# Saved data entries
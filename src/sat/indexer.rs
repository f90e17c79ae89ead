#![warn(clippy::all, clippy::pedantic, clippy::nursery, clippy::cargo)]
//! Reversible packing of composite keys into SAT variable IDs.
//!
//! A [`Packer`] describes one contiguous block of variable IDs. Each key is a
//! tuple of `N` fields, field `i` ranging over `0..bounds[i]`, and is mapped
//! to an ID by mixed-radix numbering:
//!
//! ```text
//! id = first + ((k0 * b1 + k1) * b2 + k2) ...
//! ```
//!
//! The mapping is a bijection between the key space and
//! `first..first + len()`, for any bounds. Keys with a field outside its
//! bound are rejected instead of being folded onto some other key's ID,
//! so out-of-range coordinates can never alias a real proposition.
//!
//! Several packers laid end to end (see [`Packer::after`]) give disjoint
//! blocks, one per proposition family.

use crate::sat::cnf::Var;

/// A mixed-radix bijection between `N`-field keys and a block of IDs.
#[derive(Debug, Clone, Copy, PartialEq, Eq, Hash)]
pub struct Packer<const N: usize> {
    bounds: [usize; N],
    first: Var,
    len: usize,
}

impl<const N: usize> Packer<N> {
    /// Creates a packer whose block starts at `first`.
    ///
    /// # Arguments
    ///
    /// * `bounds` - The exclusive upper bound of each key field.
    /// * `first` - The ID assigned to the all-zero key. Must be positive.
    ///
    /// # Returns
    ///
    /// `None` if `first` is zero or the block would run past `i32::MAX`,
    /// the largest ID expressible as a DIMACS literal.
    #[must_use]
    pub fn new(bounds: [usize; N], first: Var) -> Option<Self> {
        if first == 0 {
            return None;
        }
        let len = bounds
            .iter()
            .try_fold(1usize, |acc, &b| acc.checked_mul(b))?;
        let last = usize::try_from(first).ok()?.checked_add(len)?;
        if last > usize::try_from(i32::MAX).ok()? + 1 {
            return None;
        }
        Some(Self { bounds, first, len })
    }

    /// Creates a packer whose block immediately follows `prev`'s.
    #[must_use]
    pub fn after<const M: usize>(prev: &Packer<M>, bounds: [usize; N]) -> Option<Self> {
        Self::new(bounds, prev.end())
    }

    /// Number of IDs in the block.
    #[must_use]
    pub const fn len(&self) -> usize {
        self.len
    }

    /// Whether the block is empty (some bound is zero).
    #[must_use]
    pub const fn is_empty(&self) -> bool {
        self.len == 0
    }

    /// The first ID of the block.
    #[must_use]
    pub const fn first(&self) -> Var {
        self.first
    }

    /// One past the last ID of the block.
    #[must_use]
    #[allow(clippy::cast_possible_truncation)]
    pub const fn end(&self) -> Var {
        // `new` guarantees first + len <= i32::MAX + 1.
        self.first + self.len as Var
    }

    /// The field bounds.
    #[must_use]
    pub const fn bounds(&self) -> &[usize; N] {
        &self.bounds
    }

    /// Maps a key to its ID, or `None` if some field is out of bounds.
    #[must_use]
    #[allow(clippy::cast_possible_truncation)]
    pub fn pack(&self, key: [usize; N]) -> Option<Var> {
        let mut rel = 0usize;
        for (&k, &b) in key.iter().zip(&self.bounds) {
            if k >= b {
                return None;
            }
            rel = rel * b + k;
        }
        Some(self.first + rel as Var)
    }

    /// Maps an ID back to its key, or `None` if the ID lies outside this
    /// packer's block.
    #[must_use]
    pub fn unpack(&self, id: Var) -> Option<[usize; N]> {
        if id < self.first || id >= self.end() {
            return None;
        }
        let mut rel = usize::try_from(id - self.first).ok()?;
        let mut key = [0usize; N];
        for i in (0..N).rev() {
            key[i] = rel % self.bounds[i];
            rel /= self.bounds[i];
        }
        Some(key)
    }

    /// Whether `id` belongs to this block.
    #[must_use]
    pub const fn contains(&self, id: Var) -> bool {
        id >= self.first && id < self.end()
    }
}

# EXERCISE PROMPT
Work out how many lines in the records above include the string "Maps", and provide that figure with no other text.

# YOUR SOLUTION
2